# Heures complémentaires et avenant pour accueil en péri-scolaire



## Cloclo (3 Août 2022)

Bonjour,
j'accueille un petit depuis septembre 2021. En avril 2022, ses parents m'ont demandé de l'accueillir 4 jours non prévus au contrat, ce que j'ai fait. En septembre, il sera scolarisé et ne viendra chez moi que les mercredis de 11h30 à 18 h00 et quelques semaines de vacances scolaires si j'ai de la dispo. Nous avons donc prévu de faire avenant, mais je voudrais savoir si je dois attendre la fin effective du contrat pour que les PE me payent les 4 jours supplémentaires d'avril ou est  le moment de la signature de l'avenant ?
Merci pour vos réponses


----------



## kikine (3 Août 2022)

bonjour 
les hc se paie le mois ou vous les faites


----------



## angèle1982 (3 Août 2022)

Si je comprends bien pour le moment les 4 jours travaillés en plus n'ont pas été payés ??? perso c'est payé en HC ou HM à la fin du mois d'avril ... c'est n'importe quoi !!!


----------



## Cloclo (3 Août 2022)

C'est le RPE qui m'a dit qu'il fallait attendre la fin du contrat ((


----------



## angèle1982 (3 Août 2022)

Perso je n'appelle pas le RPE ou ne leur demande rien je fais à ma sauce et mes 4 jours seraient payés depuis bien longtemps !!!


----------



## Pioupiou (3 Août 2022)

Bonjour 
Encore des incompétents. 
Que soit des heures complémentaires ou des jours ils sont toujours payés le mois concerné. De plus ils sont soumis à  un accord écrit avant exécution.


----------



## Pioupiou (3 Août 2022)

Les heures complémentaires ou jours n'entre pas en ligne de compte pour la régularisation comme l'a conseillé le RPE ils ont confondu les deux situations


----------



## Cloclo (3 Août 2022)

😫 , bon, il va falloir que j'explique tout ça aux PE....ce n'est pas drôle ....


----------



## Pioupiou (3 Août 2022)

Une régularisation correspond à des heures faites mais non rémunérées conformément aux horaires de la mensualisation ce qui n'est pas le cas des heures complémentaires qui ne font pas parties du contrat


----------



## Pioupiou (3 Août 2022)

On apprend toujours des ses erreurs à ses dépend.


----------



## Griselda (3 Août 2022)

Le RPE n'est pas qualifié pour répondre à ce genre de question.

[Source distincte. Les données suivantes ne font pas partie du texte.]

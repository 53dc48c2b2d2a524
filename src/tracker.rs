//! The tracking decision pipeline.
//!
//! Per request the pipeline is linear: gate on method, then on URL, and stop
//! there for untracked requests. For tracked requests the assembler builds
//! one [`LogRecord`] with every field length-bounded, optionally captures a
//! bounded body prefix, and emits the finished record to the sink.

use std::sync::Arc;

use axum::http::{header, HeaderMap};
use indexmap::IndexMap;
use regex::Regex;
use tokio::io::{AsyncRead, AsyncSeek};

use crate::body::capture_body;
use crate::config::{ConfigError, TrackerConfig};
use crate::encoding::resolve_encoding;
use crate::record::LogRecord;
use crate::rules::{self, IncludeExclude};
use crate::sink::RecordSink;
use crate::truncate::truncate;

/// Truncation bound for the logged method; longest registered HTTP methods
/// fit within it.
const METHOD_MAX_LENGTH: usize = 10;

/// Everything the tracker needs to know about one inbound request.
///
/// Built by the hosting HTTP layer (see [`crate::middleware`]); the body is
/// deliberately not part of this value so the untracked path never touches
/// the body stream.
#[derive(Debug, Clone)]
pub struct TrackedRequest {
    pub method: String,
    pub scheme: String,
    pub host: String,
    /// Path portion of the request target.
    pub path: String,
    /// Query string including its leading `?`, or empty.
    pub query: String,
    pub protocol: String,
    pub content_type: Option<String>,
    pub headers: HeaderMap,
    pub remote_address: Option<String>,
}

impl TrackedRequest {
    /// Extract the tracked view of an `http` request.
    pub fn from_http<B>(request: &axum::http::Request<B>, remote_address: Option<String>) -> Self {
        let uri = request.uri();
        let headers = request.headers().clone();
        let content_type = headers
            .get(header::CONTENT_TYPE)
            .and_then(|value| value.to_str().ok())
            .map(str::to_string);
        let host = uri
            .authority()
            .map(|authority| authority.to_string())
            .or_else(|| {
                headers
                    .get(header::HOST)
                    .and_then(|value| value.to_str().ok())
                    .map(str::to_string)
            })
            .unwrap_or_default();

        Self {
            method: request.method().to_string(),
            scheme: uri.scheme_str().unwrap_or("http").to_string(),
            host,
            path: uri.path().to_string(),
            query: uri
                .query()
                .map(|query| format!("?{query}"))
                .unwrap_or_default(),
            protocol: format!("{:?}", request.version()),
            content_type,
            headers,
            remote_address,
        }
    }

    /// The portion the URL rules are evaluated against.
    fn path_and_query(&self) -> String {
        format!("{}{}", self.path, self.query)
    }

    /// The full URL as recorded, before truncation.
    fn full_url(&self) -> String {
        format!("{}://{}{}{}", self.scheme, self.host, self.path, self.query)
    }
}

/// Decides which requests get tracked and assembles their log records.
///
/// Constructed once at process start; all patterns are compiled here and
/// reused read-only for the process lifetime, so a tracker can be shared
/// across arbitrarily many in-flight requests without synchronization.
pub struct RequestTracker {
    config: TrackerConfig,
    method_rule: IncludeExclude,
    url_rule: IncludeExclude,
    body_content_type: Regex,
    body_exclude_url: Option<Regex>,
    sink: Arc<dyn RecordSink>,
}

impl RequestTracker {
    /// Compile the configured patterns and build a tracker emitting to `sink`.
    ///
    /// Fails fast on any invalid pattern; nothing is compiled per request.
    pub fn new(config: TrackerConfig, sink: Arc<dyn RecordSink>) -> Result<Self, ConfigError> {
        let method_rule = IncludeExclude::from_compiled(
            compile_field("exclude_method", config.exclude_method.as_deref())?,
            compile_field("include_method", config.include_method.as_deref())?,
        );
        let url_rule = IncludeExclude::from_compiled(
            compile_field("exclude_url", config.exclude_url.as_deref())?,
            compile_field("include_url", config.include_url.as_deref())?,
        );
        let body_content_type =
            rules::compile(&config.body_content_type).map_err(|source| {
                ConfigError::InvalidPattern {
                    field: "body_content_type",
                    source,
                }
            })?;
        let body_exclude_url =
            compile_field("body_exclude_url", config.body_exclude_url.as_deref())?;

        Ok(Self {
            config,
            method_rule,
            url_rule,
            body_content_type,
            body_exclude_url,
            sink,
        })
    }

    pub fn config(&self) -> &TrackerConfig {
        &self.config
    }

    /// Decide whether this request gets a log record at all.
    ///
    /// Disabled trackers answer false without evaluating any pattern, and a
    /// failing method rule short-circuits before the URL rule runs.
    pub fn should_track(&self, request: &TrackedRequest) -> bool {
        self.gate(&request.method, || request.path_and_query())
    }

    /// The same gate evaluated on borrowed request-line parts, letting hosts
    /// decide before materializing a [`TrackedRequest`] at all.
    pub fn should_track_parts(&self, method: &str, path_and_query: &str) -> bool {
        self.gate(method, || path_and_query.to_string())
    }

    /// The URL input is taken lazily: when the tracker is disabled or the
    /// method rule fails, `path_and_query` is never built and the URL rule
    /// never runs.
    fn gate(&self, method: &str, path_and_query: impl FnOnce() -> String) -> bool {
        if !self.config.enabled {
            return false;
        }
        if !self.method_rule.matches(method) {
            return false;
        }
        self.url_rule.matches(&path_and_query())
    }

    /// Decide whether the request body is eligible for capture.
    ///
    /// Requires a content type matching the configured pattern, and the path
    /// must not be excluded from body capture.
    pub fn should_capture_body(&self, request: &TrackedRequest) -> bool {
        let content_type = match request.content_type.as_deref() {
            None | Some("") => return false,
            Some(content_type) => content_type,
        };

        self.body_content_type.is_match(content_type)
            && self
                .body_exclude_url
                .as_ref()
                .map_or(true, |pattern| !pattern.is_match(&request.path))
    }

    /// Assemble a record without body capture.
    ///
    /// Callers are expected to have consulted [`Self::should_track`] first.
    pub fn build_record(&self, request: &TrackedRequest) -> LogRecord {
        let mut headers = IndexMap::with_capacity(request.headers.len());
        for (name, value) in &request.headers {
            headers.insert(
                truncate(name.as_str(), self.config.header_name_max_length),
                truncate(
                    &String::from_utf8_lossy(value.as_bytes()),
                    self.config.header_value_max_length,
                ),
            );
        }

        LogRecord {
            method: truncate(&request.method, METHOD_MAX_LENGTH),
            headers,
            body: None,
            protocol: request.protocol.clone(),
            url: truncate(&request.full_url(), self.config.url_max_length),
            remote_address: request.remote_address.clone(),
        }
    }

    /// Assemble a record, capturing a bounded body prefix when the request
    /// is eligible.
    ///
    /// `body` must be positioned at the start of the request body and is
    /// rewound there before this returns, so the real handler still reads
    /// the full body afterward. The charset declared in the content type is
    /// used when it resolves; otherwise UTF-8.
    pub async fn build_record_with_body<R>(
        &self,
        request: &TrackedRequest,
        body: &mut R,
    ) -> std::io::Result<LogRecord>
    where
        R: AsyncRead + AsyncSeek + Unpin,
    {
        let mut record = self.build_record(request);

        if self.should_capture_body(request) {
            let encoding = request
                .content_type
                .as_deref()
                .and_then(resolve_encoding)
                .unwrap_or(encoding_rs::UTF_8);
            record.body = Some(capture_body(body, encoding, self.config.body_max_length).await?);
        }

        Ok(record)
    }

    /// Hand one finished record to the sink.
    pub fn emit(&self, record: &LogRecord) {
        self.sink.emit(record);
    }
}

fn compile_field(
    field: &'static str,
    pattern: Option<&str>,
) -> Result<Option<Regex>, ConfigError> {
    pattern
        .map(|p| {
            rules::compile(p).map_err(|source| ConfigError::InvalidPattern { field, source })
        })
        .transpose()
}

J'expliquerais à ces PE qu'il y a eut erreur et qu'il est donc important de régler ces 4 jrs complémentaires dès ce mois d'août et ce pour 2 raisons:
- ça aurait du être fait au mois d'avril
- parce qu'avec un Avenant en septembre mon taux horaire ne sera plus le même: il augmentera puisque ce sera un tout petit contrat qui m'empêchera d'accepter un contrat à temps plein. Si on attends l'Avenant les HC devraient alors être reglée selon le nouveau taux négocié lors de celui ci, ce qui n'est pas très logique n'est ce pas?!

Si un Avenant est fait et ne comprends que les mercredis, quand il y aurait des jours en plus durant les vacances scolaires ce sera aussi en HC, fait préciser à l'avenant que leur demande devra être faite au coup par coup par écrit et que dès lors que tu auras stipulé par écrit que tu as la place ils devront regler ce temps en HC MEME s'ils changent d'avis ensuite (car tu auras reservé la place pour eux).
Attention les HC ne doivent pas avoir caractère régulier, si c'était le cas vous seriez ts 2 obligés de convenir d'un Avenant pour les integrer dans une nouvelle mensu car les HC sont exonérées de certaines cotisations (payées nets plus cher donc) mais aussi exonérées d'impots pour toi. C'est pourquoi des HC recurrentes seraient une fraude donc illégales.


----------



## Cloclo (3 Août 2022)

Ah merciii beaucoup pour toutes ces explications ... me voilà armée pour argumenter.


----------



## angèle1982 (3 Août 2022)

Comme Griselda attention du comment va être rédigé cet avenant on vous demande les mercredis et certaines vacances scolaires mais COMBIEN ? perso je les inclus dans ma nouvelle mensualisation ainsi enfant ou pas elles seront payées ... les PE vous prennent pour un bouche-trou en tout cas cela me fait cette impression ... car les PE trouveront toujours un prétexte pour ne pas mettre l'enfant donc ils ont besoin ou pas si oui ils paient par avance juste à donner les numéros des vacances à l'avance !!! à vous de voir ... ils chipotent déjà pour 4 jours travaillés en avril alors méfiance !


----------



## Griselda (4 Août 2022)

Alors pour les vacances ce que j'ai compris c'est que Cloclo n'aura pas la dispo tout le temps et donc que ça dépendra d'elle. 
Il est donc logique de ne pas les inclure dans la mensu si elle ne peut pas elle même affirmer qu'elle prendra l'enfant.

Par contre (c'est du vécu), le PE qui demande si c'est possible, Nounou vérifie, s'organise pour que ce soit possible par exemple en demandant si un autre serait justement absent à cette date et si oui propose de retirer de la mensu puisque ça arrange Nounou, que c'est à sa demande mais à la dernière minute le PE change d'avis car il a trouvé une autre solution, du coup Nounou perd le salaire de celui qui a libéré la place pour rien sans être payée par celui qui s'est désisté. Et même dans le cas où aucun n'a du libérer de la place, le simple fait de bloquer la place, organiser son travail ce jour là pour être planté à la dernière minute n'est ni correct ni normal car des HC doivent faire l'objet d'une demande écrite et d'une acceptation écrite.


----------